Archaeological Field Evaluation and Excavation, Basingstoke

Two of the evaluation trenches, one in the northern part of the site and the second to the south, revealed possible prehistoric ditches, one of which contained 79 sherds of pottery suggesting a Late Bronze Age or Iron Age origin and two flints. The remaining trenches produced negative results.

In Brief

Client: Consultant Sector: Construction Services:

Archaeological Field Evaluation
Archaeological Excavation

Location: Dummer, Basingstoke

Key Points

  • 332 trenches on 40ha of farmland for commercial and industrial development
  • Multi-period prehistoric landscape (Palaeolithic to Iron Age)
  • Adjacent to Silchester-Winchester Roman road
  • Evaluation revealed prehistoric ditches and 1st millennium BC pottery and flint
  • Two areas excavated - three possible cremation pits revealed within a large squared enclosure, one containing at least seven vessels dating from 1000 BC to 300 BC

Summary

Further excavation of the areas around these two trenches was agreed with the county archaeologist and, although the ditch in the northern part of the site (Area B) proved to be a natural feature, the southern area (Area A) revealed a large squared enclosure and a pit associated with evidence of contemporary land clearance.

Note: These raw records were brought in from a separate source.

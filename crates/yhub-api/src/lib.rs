// yhub-api: Async Rust client for the Yoctopuce hub HTTP API

pub mod callback;
pub mod digest;
pub mod error;
pub mod hub;
pub mod jzon;
pub mod notification;
pub mod transport;

pub use error::Error;
pub use hub::{ApiCacheSlot, ApiSnapshot, HubConnection, HubMode};
pub use transport::{TlsMode, TransportConfig};
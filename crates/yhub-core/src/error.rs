use std::sync::Arc;

use thiserror::Error;

/// Top-level error type for the `yhub-core` crate.
///
/// Transport and protocol failures from `yhub-api` are carried behind an
/// `Arc` so the same underlying error can be returned to the caller *and*
/// retained on the device record for later inspection
/// ([`DeviceEntry::last_error`](crate::device::DeviceEntry::last_error)).
#[derive(Debug, Error)]
pub enum CoreError {
    /// A hub transport/protocol error.
    #[error("{0}")]
    Api(Arc<yhub_api::Error>),

    /// No hub is registered under this URL.
    #[error("No hub registered at {url}")]
    UnknownHub { url: String },

    /// A device or function name did not resolve to anything known.
    #[error("Cannot resolve `{name}`")]
    Unresolved { name: String },

    /// Hub URL could not be parsed.
    #[error("Invalid hub URL: {0}")]
    InvalidUrl(#[from] url::ParseError),
}

impl From<yhub_api::Error> for CoreError {
    fn from(e: yhub_api::Error) -> Self {
        Self::Api(Arc::new(e))
    }
}

impl From<Arc<yhub_api::Error>> for CoreError {
    fn from(e: Arc<yhub_api::Error>) -> Self {
        Self::Api(e)
    }
}

impl CoreError {
    /// The underlying API error, if this is one.
    pub fn api_error(&self) -> Option<&yhub_api::Error> {
        match self {
            Self::Api(e) => Some(e),
            _ => None,
        }
    }

    /// Returns `true` if retrying later might succeed (transient
    /// transport conditions, timeouts).
    pub fn is_transient(&self) -> bool {
        self.api_error().is_some_and(yhub_api::Error::is_transient)
    }
}
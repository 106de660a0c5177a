//! # Memory Layout
//!
//! The virtual-address-space contract is fixed and not negotiable by
//! callers:
//!
//! ```text
//! +----------------------+ 0xffff_ffff_ffff_ffff
//! | Higher half (unused) |
//! +----------------------+ 0x0000_8000_0000_0000
//! | User heap + code     |  explicit mapping required
//! +----------------------+ 0x0000_0020_0000_0000 (128 GiB)
//! | User stack           |  grows down, assumed resident
//! +----------------------+ 0x0000_0000_4000_0000 (1 GiB)
//! | Kernel               |
//! +----------------------+ 0x0000_0000_0020_0000 (2 MiB)
//! | Identity-mapped low  |  BIOS, VGA, kernel image, APIC
//! +----------------------+ 0x0
//! ```

/// Size of one physical frame, the allocation granularity. Also the size
/// of one page table.
pub const FRAME_SIZE: u64 = 0x1000;

/// Number of frames in the physical pool handed to the frame allocator.
pub const POOL_FRAMES: usize = 64;

/// Total byte size of the physical pool.
pub const POOL_BYTES: u64 = (POOL_FRAMES as u64) * FRAME_SIZE;

/// End of the identity-mapped low region (exclusive).
///
/// Everything below this address is identity mapped at boot, so physical
/// frames taken from the pool can be touched directly.
pub const IDENTITY_END: u64 = 0x20_0000; // 2 MiB

/// End of the kernel virtual region (exclusive).
pub const KERNEL_SPACE_END: u64 = 0x4000_0000; // 1 GiB

/// Top of the user stack region. Stacks grow down from here and are
/// assumed always resident; no explicit mapping is needed.
pub const USER_STACK_TOP: u64 = 0x20_0000_0000; // 128 GiB

/// End of the user heap/code region (exclusive). Addresses in
/// `USER_STACK_TOP..USER_HEAP_END` must be mapped explicitly before use.
pub const USER_HEAP_END: u64 = 0x8000_0000_0000; // 128 TiB

/// Which part of the fixed layout a virtual address falls into.
#[derive(Copy, Clone, Debug, Eq, PartialEq)]
pub enum Region {
    /// Below 2 MiB: identity mapped, reserved for the kernel image and
    /// legacy hardware.
    Identity,
    /// 2 MiB to 1 GiB: kernel addresses.
    Kernel,
    /// 1 GiB to 128 GiB: user stacks, resident without explicit mapping.
    UserStack,
    /// 128 GiB to 128 TiB: user heap and code, explicit mapping required.
    UserHeap,
    /// Above 128 TiB: outside the layout contract.
    OutOfContract,
}

/// Classify a virtual address against the fixed layout.
#[must_use]
pub const fn region_of(va: u64) -> Region {
    if va < IDENTITY_END {
        Region::Identity
    } else if va < KERNEL_SPACE_END {
        Region::Kernel
    } else if va < USER_STACK_TOP {
        Region::UserStack
    } else if va < USER_HEAP_END {
        Region::UserHeap
    } else {
        Region::OutOfContract
    }
}

const _: () = {
    assert!(FRAME_SIZE.is_power_of_two());
    assert!(POOL_FRAMES % 64 == 0);
    assert!(IDENTITY_END < KERNEL_SPACE_END);
    assert!(KERNEL_SPACE_END < USER_STACK_TOP);
    assert!(USER_STACK_TOP < USER_HEAP_END);
};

The first evidence of prehistoric activity in Area A was a curvilinear gully containing two sherds of a Peterborough ware collared vessel dated 3000 BC to 2000 BC. Two potentially contemporary parallel gullies ran northwest-southeast and were cut by a ditch forming two arms of a large squared enclosure which had been truncated by construction of the M3.

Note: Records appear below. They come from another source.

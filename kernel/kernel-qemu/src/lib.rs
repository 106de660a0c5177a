//! # QEMU Debug Output
//!
//! Byte-at-a-time output to QEMU's debug console (I/O port `0x402`,
//! enabled on the host with `-debugcon stdio`). Two entry points:
//!
//! - [`QemuLogger`], a [`log::Log`] implementation so the rest of the
//!   kernel can use the standard `log` macros;
//! - [`qemu_trace!`], a direct no-allocation trace macro for code that
//!   runs before the logger is installed.
//!
//! With the `enabled` feature off, everything compiles to no-ops.

#![cfg_attr(not(any(test, doctest)), no_std)]
#![allow(unsafe_code)]

mod logger;

pub use logger::QemuLogger;

#[cfg(feature = "enabled")]
#[doc(hidden)]
pub mod qemu_fmt {
    use core::fmt::{self, Write};

    /// The port number for QEMU's debug console.
    const QEMU_DEBUG_PORT: u16 = 0x402;

    /// Write a single byte to QEMU's debug port.
    #[inline]
    pub fn dbg_putc(c: u8) {
        #[cfg(target_arch = "x86_64")]
        // SAFETY: writing a byte to the debug port has no memory effects;
        // on real hardware the port is simply unused.
        unsafe {
            core::arch::asm!(
                "out dx, al",
                in("dx") QEMU_DEBUG_PORT,
                in("al") c,
                options(nomem, preserves_flags)
            );
        }
        #[cfg(not(target_arch = "x86_64"))]
        let _ = c;
    }

    /// `fmt::Write` sink over the debug port.
    pub struct QemuSink;

    impl Write for QemuSink {
        #[inline]
        fn write_str(&mut self, s: &str) -> fmt::Result {
            for b in s.bytes() {
                dbg_putc(b);
            }
            Ok(())
        }
    }

    #[doc(hidden)]
    #[inline]
    pub fn qemu_write(args: fmt::Arguments) {
        // Best-effort debug output; errors are ignored.
        let _ = fmt::write(&mut QemuSink, args);
    }
}

#[cfg(not(feature = "enabled"))]
#[doc(hidden)]
pub mod qemu_fmt {
    use core::fmt;

    #[doc(hidden)]
    #[inline]
    pub fn qemu_write(_: fmt::Arguments) {}
}

/// Format directly to the QEMU debug console without allocating.
#[macro_export]
macro_rules! qemu_trace {
    ($($arg:tt)*) => {{
        $crate::qemu_fmt::qemu_write(core::format_args!($($arg)*));
    }};
}
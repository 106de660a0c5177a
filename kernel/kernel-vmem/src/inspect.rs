//! # Translation Tree Inspector
//!
//! A read-only walk over every present entry of an address space,
//! reporting each leaf as a [`Translation`]. Huge-page leaves terminate
//! their branch and are reported at their own level; the walk never
//! descends into leaf data. Nothing is modified.

use crate::addresses::{PhysAddr, VirtAddr};
use crate::page_table::{ENTRY_COUNT, PageTableEntry, TableLevel};
use crate::{AddressSpace, PhysMapper, get_table};

/// One leaf found by the inspector: a contiguous translated region.
#[derive(Debug, Copy, Clone, Eq, PartialEq)]
pub struct Translation {
    /// First virtual address of the region.
    pub va: VirtAddr,
    /// First physical address of the region.
    pub frame: PhysAddr,
    /// Level the leaf lives at: 1 for 4 KiB pages, 2 for 2 MiB huge
    /// pages, 3 for 1 GiB huge pages.
    pub level: u8,
    /// The raw leaf entry, for permission inspection.
    pub entry: PageTableEntry,
}

impl Translation {
    /// Bytes covered by this leaf.
    #[must_use]
    pub const fn span(&self) -> u64 {
        match self.level {
            2 => TableLevel::L2.span(),
            3 => TableLevel::L3.span(),
            _ => TableLevel::L1.span(),
        }
    }
}

/// Call `visit` once per present leaf, in ascending virtual-address order.
pub fn visit_translations<M, F>(space: &AddressSpace<'_, M>, visit: &mut F)
where
    M: PhysMapper,
    F: FnMut(&Translation),
{
    visit_table(space.mapper(), space.root(), TableLevel::L4, 0, visit);
}

/// Log every present leaf of the address space at debug level.
pub fn dump_translations<M: PhysMapper>(space: &AddressSpace<'_, M>) {
    log::debug!("address space @ {}", space.root());
    visit_translations(space, &mut |t| {
        log::debug!(
            "  {} -> {} (L{}, {} KiB){}{}{}",
            t.va,
            t.frame,
            t.level,
            t.span() >> 10,
            if t.entry.writable() { " rw" } else { " ro" },
            if t.entry.user_access() { " user" } else { "" },
            if t.entry.no_execute() { " nx" } else { " x" },
        );
    });
}

fn visit_table<M, F>(mapper: &M, table_pa: PhysAddr, level: TableLevel, va_base: u64, visit: &mut F)
where
    M: PhysMapper,
    F: FnMut(&Translation),
{
    let table = unsafe { get_table(mapper, table_pa) };
    for index in 0..ENTRY_COUNT {
        let entry = table.get(index);
        if !entry.present() {
            continue;
        }

        let mut va = va_base | ((index as u64) << level.shift());
        // The upper half of the address space sign-extends bit 47.
        if level == TableLevel::L4 && index >= ENTRY_COUNT / 2 {
            va |= 0xffff_0000_0000_0000;
        }

        if level.is_leaf_level() || entry.huge_page() {
            visit(&Translation {
                va: VirtAddr::new(va),
                frame: entry.frame(),
                level: level.number(),
                entry,
            });
        } else if let Some(next) = level.next_down() {
            visit_table(mapper, entry.frame(), next, va, visit);
        }
    }
}
//! # Kernel Virtual-Memory Glue
//!
//! The pieces that sit between the paging core and the rest of the
//! kernel: the page-fault entry point called by the interrupt layer, the
//! [`Task`](task::Task) handle tying an execution context to its address
//! space, and the [`MemoryManager`] bundling the frame pool with the
//! mapper it is reached through.

#![cfg_attr(not(test), no_std)]
#![allow(unsafe_code)]

pub mod fault;
pub mod task;

use kernel_alloc::{FramePool, IdentityPhysMapper};
use kernel_qemu::QemuLogger;
use kernel_vmem::PhysAddr;
use log::LevelFilter;

/// Install the QEMU debug-port logger. Call once during early init;
/// a second call is ignored.
pub fn init_logging(max_level: LevelFilter) {
    if QemuLogger::init(max_level).is_err() {
        log::warn!("logger already installed");
    }
}

/// The kernel's physical memory management state: the frame pool plus
/// the identity mapper used to touch pool frames and page tables.
pub struct MemoryManager {
    pub pool: FramePool,
    pub mapper: IdentityPhysMapper,
}

impl MemoryManager {
    /// Set up the pool over the frame run starting at `pool_base`.
    ///
    /// `pool_base` and the whole pool must lie below the identity-mapped
    /// boundary; the mapper relies on it.
    #[must_use]
    pub const fn new(pool_base: PhysAddr) -> Self {
        Self {
            pool: FramePool::new(pool_base),
            mapper: IdentityPhysMapper,
        }
    }
}
//! # Page Tables and their Entries
//!
//! A page table is one 4 KiB frame holding exactly 512 entries of 64 bits.
//! The entry layout is fixed by the translation hardware; [`PageTableEntry`]
//! models it bit-for-bit so no call site does manual masking.
//!
//! [`TableLevel`] describes the four levels of the translation tree as data
//! (level number plus the shift of its 9-bit virtual-address index), so the
//! mapper and the inspector can drive their walks with a plain loop instead
//! of one hand-written block per level.

use crate::addresses::{PhysAddr, VirtAddr};
use bitfield_struct::bitfield;

/// Entries per page table (2⁹).
pub const ENTRY_COUNT: usize = 512;

/// One 64-bit page table entry, in hardware layout.
///
/// A present entry either points at the next-level table or, when
/// [`huge_page`](Self::huge_page) is set at an upper level, maps a large
/// leaf region directly. The frame-address field holds bits 12–51 of the
/// physical address; the low 12 bits are implicitly zero.
///
/// The type doubles as the flags carrier for [`map`]: callers hand in an
/// entry with the permission bits they want and the mapper fills in the
/// present flag and the frame address.
///
/// [`map`]: crate::AddressSpace::map
#[bitfield(u64)]
#[derive(Eq, PartialEq)]
pub struct PageTableEntry {
    /// Present (bit 0). The entry participates in translation.
    pub present: bool,

    /// Writable (bit 1). Clear means read-only.
    pub writable: bool,

    /// User-accessible (bit 2). Clear restricts to supervisor mode.
    pub user_access: bool,

    /// Write-through caching (bit 3).
    pub write_through: bool,

    /// Cache disable (bit 4).
    pub cache_disabled: bool,

    /// Accessed (bit 5), set by the hardware on first use.
    pub accessed: bool,

    /// Dirty (bit 6), set by the hardware on first write to a leaf.
    pub dirty: bool,

    /// Huge page (bit 7). At an upper level this entry is a large leaf,
    /// not a pointer to a subtable. Must stay clear at level 1.
    pub huge_page: bool,

    /// Global (bit 8). The translation survives a root switch.
    pub global: bool,

    /// Available to the OS (bits 9–11); ignored by hardware.
    #[bits(3)]
    pub os_available: u8,

    /// Physical frame bits \[51:12\] (bits 12–51).
    #[bits(40)]
    frame_bits: u64,

    /// Reserved / OS use (bits 52–62).
    #[bits(11)]
    __: u16,

    /// No-execute (bit 63).
    pub no_execute: bool,
}

impl PageTableEntry {
    /// Store a frame-aligned physical address in the frame-address field.
    #[inline]
    pub const fn set_frame(&mut self, frame: PhysAddr) {
        self.set_frame_bits(frame.as_u64() >> 12);
    }

    /// The physical address named by the frame-address field.
    #[inline]
    #[must_use]
    pub const fn frame(&self) -> PhysAddr {
        PhysAddr::new(self.frame_bits() << 12)
    }

    /// The standard permission set for user mappings: present, writable,
    /// user-accessible. Suits both non-leaf links and leaves.
    #[inline]
    #[must_use]
    pub const fn user_rw() -> Self {
        Self::new()
            .with_present(true)
            .with_writable(true)
            .with_user_access(true)
    }

    /// Supervisor-only read/write permissions.
    #[inline]
    #[must_use]
    pub const fn kernel_rw() -> Self {
        Self::new().with_present(true).with_writable(true)
    }
}

/// One level of the 4-level translation tree, described as data.
///
/// The walk is driven by these descriptors: level 4 is the root, level 1
/// holds the 4 KiB leaves. `shift` positions the level's 9-bit index
/// within a virtual address.
#[derive(Copy, Clone, Debug, Eq, PartialEq)]
pub struct TableLevel {
    number: u8,
    shift: u32,
}

impl TableLevel {
    pub const L4: Self = Self {
        number: 4,
        shift: 39,
    };
    pub const L3: Self = Self {
        number: 3,
        shift: 30,
    };
    pub const L2: Self = Self {
        number: 2,
        shift: 21,
    };
    pub const L1: Self = Self {
        number: 1,
        shift: 12,
    };

    /// All levels in walk order, root first.
    pub const WALK: [Self; 4] = [Self::L4, Self::L3, Self::L2, Self::L1];

    /// The three upper levels whose entries point at subtables.
    pub const UPPER: [Self; 3] = [Self::L4, Self::L3, Self::L2];

    #[inline]
    #[must_use]
    pub const fn number(self) -> u8 {
        self.number
    }

    #[inline]
    #[must_use]
    pub const fn shift(self) -> u32 {
        self.shift
    }

    /// This level's 9-bit index of `va`, in `0..512`.
    #[inline]
    #[must_use]
    pub const fn index_of(self, va: VirtAddr) -> usize {
        ((va.as_u64() >> self.shift) & 0x1ff) as usize
    }

    /// Bytes spanned by one leaf entry at this level
    /// (4 KiB at L1, 2 MiB at L2, 1 GiB at L3).
    #[inline]
    #[must_use]
    pub const fn span(self) -> u64 {
        1u64 << self.shift
    }

    /// Whether entries at this level are always leaves.
    #[inline]
    #[must_use]
    pub const fn is_leaf_level(self) -> bool {
        self.number == 1
    }

    /// The next level towards the leaves, if any.
    #[inline]
    #[must_use]
    pub const fn next_down(self) -> Option<Self> {
        match self.number {
            4 => Some(Self::L3),
            3 => Some(Self::L2),
            2 => Some(Self::L1),
            _ => None,
        }
    }
}

/// A page table: 512 entries, one 4 KiB-aligned frame.
#[repr(C, align(4096))]
pub struct PageTable {
    entries: [PageTableEntry; ENTRY_COUNT],
}

impl PageTable {
    /// A table with every entry non-present.
    #[inline]
    #[must_use]
    pub const fn zeroed() -> Self {
        Self {
            entries: [PageTableEntry::new(); ENTRY_COUNT],
        }
    }

    /// Clear every entry. Required on a freshly allocated frame before it
    /// is linked into a tree: stale bits would read as live translations.
    #[inline]
    pub const fn zero(&mut self) {
        self.entries = [PageTableEntry::new(); ENTRY_COUNT];
    }

    /// Read the entry at `index`.
    #[inline]
    #[must_use]
    pub const fn get(&self, index: usize) -> PageTableEntry {
        debug_assert!(index < ENTRY_COUNT);
        self.entries[index]
    }

    /// Write the entry at `index`.
    #[inline]
    pub const fn set(&mut self, index: usize, entry: PageTableEntry) {
        debug_assert!(index < ENTRY_COUNT);
        self.entries[index] = entry;
    }
}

Three possible cremation pits were revealed within the squared enclosure, one containing at least seven vessels dating from 1000 BC to 300 BC but no cremated bone.

Results

A detailed record was made of the archaeological remains and the results published in Hampshire Studies for wider appreciation of their significance.

Preservation by record enabled development to proceed.